> Exercise directions: Search the data for the word "record". Reproduce every line where it is found.
<<<<
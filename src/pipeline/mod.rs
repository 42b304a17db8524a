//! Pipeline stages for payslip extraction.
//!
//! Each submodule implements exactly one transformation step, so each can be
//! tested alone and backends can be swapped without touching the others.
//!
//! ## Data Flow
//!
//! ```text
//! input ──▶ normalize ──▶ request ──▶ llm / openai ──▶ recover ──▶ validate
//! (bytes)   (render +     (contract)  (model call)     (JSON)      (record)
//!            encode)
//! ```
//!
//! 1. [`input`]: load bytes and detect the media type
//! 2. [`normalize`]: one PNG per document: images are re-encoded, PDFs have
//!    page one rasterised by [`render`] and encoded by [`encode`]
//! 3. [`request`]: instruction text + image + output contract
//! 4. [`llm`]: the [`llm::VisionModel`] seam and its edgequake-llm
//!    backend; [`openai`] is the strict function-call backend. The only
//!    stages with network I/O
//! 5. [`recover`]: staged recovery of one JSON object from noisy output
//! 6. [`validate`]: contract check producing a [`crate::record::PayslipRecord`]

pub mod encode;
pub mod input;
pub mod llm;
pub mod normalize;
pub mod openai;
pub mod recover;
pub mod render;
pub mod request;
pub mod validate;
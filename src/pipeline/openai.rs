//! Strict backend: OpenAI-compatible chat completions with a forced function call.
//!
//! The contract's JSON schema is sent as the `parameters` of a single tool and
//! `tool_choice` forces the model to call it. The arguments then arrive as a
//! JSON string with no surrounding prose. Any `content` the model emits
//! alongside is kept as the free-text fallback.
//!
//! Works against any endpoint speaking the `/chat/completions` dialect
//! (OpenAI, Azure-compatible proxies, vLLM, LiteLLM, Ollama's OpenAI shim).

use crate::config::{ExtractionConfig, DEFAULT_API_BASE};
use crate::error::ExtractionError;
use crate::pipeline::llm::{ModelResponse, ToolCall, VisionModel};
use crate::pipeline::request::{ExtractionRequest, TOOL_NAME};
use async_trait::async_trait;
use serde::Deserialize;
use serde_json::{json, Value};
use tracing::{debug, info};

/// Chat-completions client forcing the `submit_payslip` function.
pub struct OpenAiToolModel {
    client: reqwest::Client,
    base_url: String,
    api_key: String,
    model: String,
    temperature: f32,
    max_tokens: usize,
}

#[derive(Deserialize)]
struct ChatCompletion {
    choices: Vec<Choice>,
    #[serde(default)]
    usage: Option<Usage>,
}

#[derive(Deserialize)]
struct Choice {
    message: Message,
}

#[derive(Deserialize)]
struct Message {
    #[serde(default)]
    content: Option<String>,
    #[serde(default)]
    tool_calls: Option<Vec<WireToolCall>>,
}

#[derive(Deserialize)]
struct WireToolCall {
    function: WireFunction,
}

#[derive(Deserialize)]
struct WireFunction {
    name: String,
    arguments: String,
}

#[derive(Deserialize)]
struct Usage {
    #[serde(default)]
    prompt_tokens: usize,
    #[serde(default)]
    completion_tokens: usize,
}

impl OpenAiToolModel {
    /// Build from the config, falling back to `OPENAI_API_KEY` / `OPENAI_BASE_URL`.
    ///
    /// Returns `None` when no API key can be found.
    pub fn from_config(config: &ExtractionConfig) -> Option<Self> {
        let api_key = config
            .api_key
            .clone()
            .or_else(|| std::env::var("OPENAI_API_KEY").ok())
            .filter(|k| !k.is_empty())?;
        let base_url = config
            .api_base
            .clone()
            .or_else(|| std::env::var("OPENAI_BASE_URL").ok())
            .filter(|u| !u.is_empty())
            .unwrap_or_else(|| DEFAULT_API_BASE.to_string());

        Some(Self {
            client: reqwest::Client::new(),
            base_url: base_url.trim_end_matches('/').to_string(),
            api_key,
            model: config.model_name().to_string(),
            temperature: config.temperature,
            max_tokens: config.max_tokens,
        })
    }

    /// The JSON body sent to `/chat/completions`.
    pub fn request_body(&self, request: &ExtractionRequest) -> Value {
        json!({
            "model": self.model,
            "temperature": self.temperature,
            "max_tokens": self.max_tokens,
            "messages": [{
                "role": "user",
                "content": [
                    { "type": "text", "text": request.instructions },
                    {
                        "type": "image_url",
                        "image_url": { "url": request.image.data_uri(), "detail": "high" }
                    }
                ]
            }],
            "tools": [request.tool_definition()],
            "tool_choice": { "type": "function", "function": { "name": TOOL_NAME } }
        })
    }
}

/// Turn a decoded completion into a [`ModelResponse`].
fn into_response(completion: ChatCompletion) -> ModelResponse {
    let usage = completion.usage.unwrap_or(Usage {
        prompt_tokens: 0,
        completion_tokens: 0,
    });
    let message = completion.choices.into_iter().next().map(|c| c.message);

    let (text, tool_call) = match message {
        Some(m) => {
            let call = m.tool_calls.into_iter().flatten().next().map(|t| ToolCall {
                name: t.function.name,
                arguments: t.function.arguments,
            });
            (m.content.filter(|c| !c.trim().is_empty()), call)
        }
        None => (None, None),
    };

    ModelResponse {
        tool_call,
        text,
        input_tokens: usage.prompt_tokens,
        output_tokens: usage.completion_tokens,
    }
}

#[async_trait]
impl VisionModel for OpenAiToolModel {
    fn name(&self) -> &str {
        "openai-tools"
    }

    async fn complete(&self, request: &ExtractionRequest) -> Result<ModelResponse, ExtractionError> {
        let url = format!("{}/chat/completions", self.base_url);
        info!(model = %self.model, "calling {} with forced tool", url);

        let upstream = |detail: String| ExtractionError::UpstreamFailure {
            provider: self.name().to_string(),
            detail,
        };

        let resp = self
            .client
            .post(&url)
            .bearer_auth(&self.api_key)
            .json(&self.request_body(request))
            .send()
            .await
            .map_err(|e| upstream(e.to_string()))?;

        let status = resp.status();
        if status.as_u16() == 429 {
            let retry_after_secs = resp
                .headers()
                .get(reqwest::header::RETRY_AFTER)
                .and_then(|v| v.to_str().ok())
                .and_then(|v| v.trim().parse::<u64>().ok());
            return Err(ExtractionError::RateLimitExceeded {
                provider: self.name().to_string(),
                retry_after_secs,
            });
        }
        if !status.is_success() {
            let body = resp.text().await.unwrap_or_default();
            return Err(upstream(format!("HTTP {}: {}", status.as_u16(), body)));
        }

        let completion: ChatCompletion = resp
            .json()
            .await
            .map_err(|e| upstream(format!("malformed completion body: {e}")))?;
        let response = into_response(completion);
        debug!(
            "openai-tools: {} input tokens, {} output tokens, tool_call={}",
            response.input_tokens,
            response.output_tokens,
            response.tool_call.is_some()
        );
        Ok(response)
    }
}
>>>>
> Response to this task:
//! (bytes)   (render +     (contract)  (model call)     (JSON)      (record)
//! 6. [`validate`]: contract check producing a [`crate::record::PayslipRecord`]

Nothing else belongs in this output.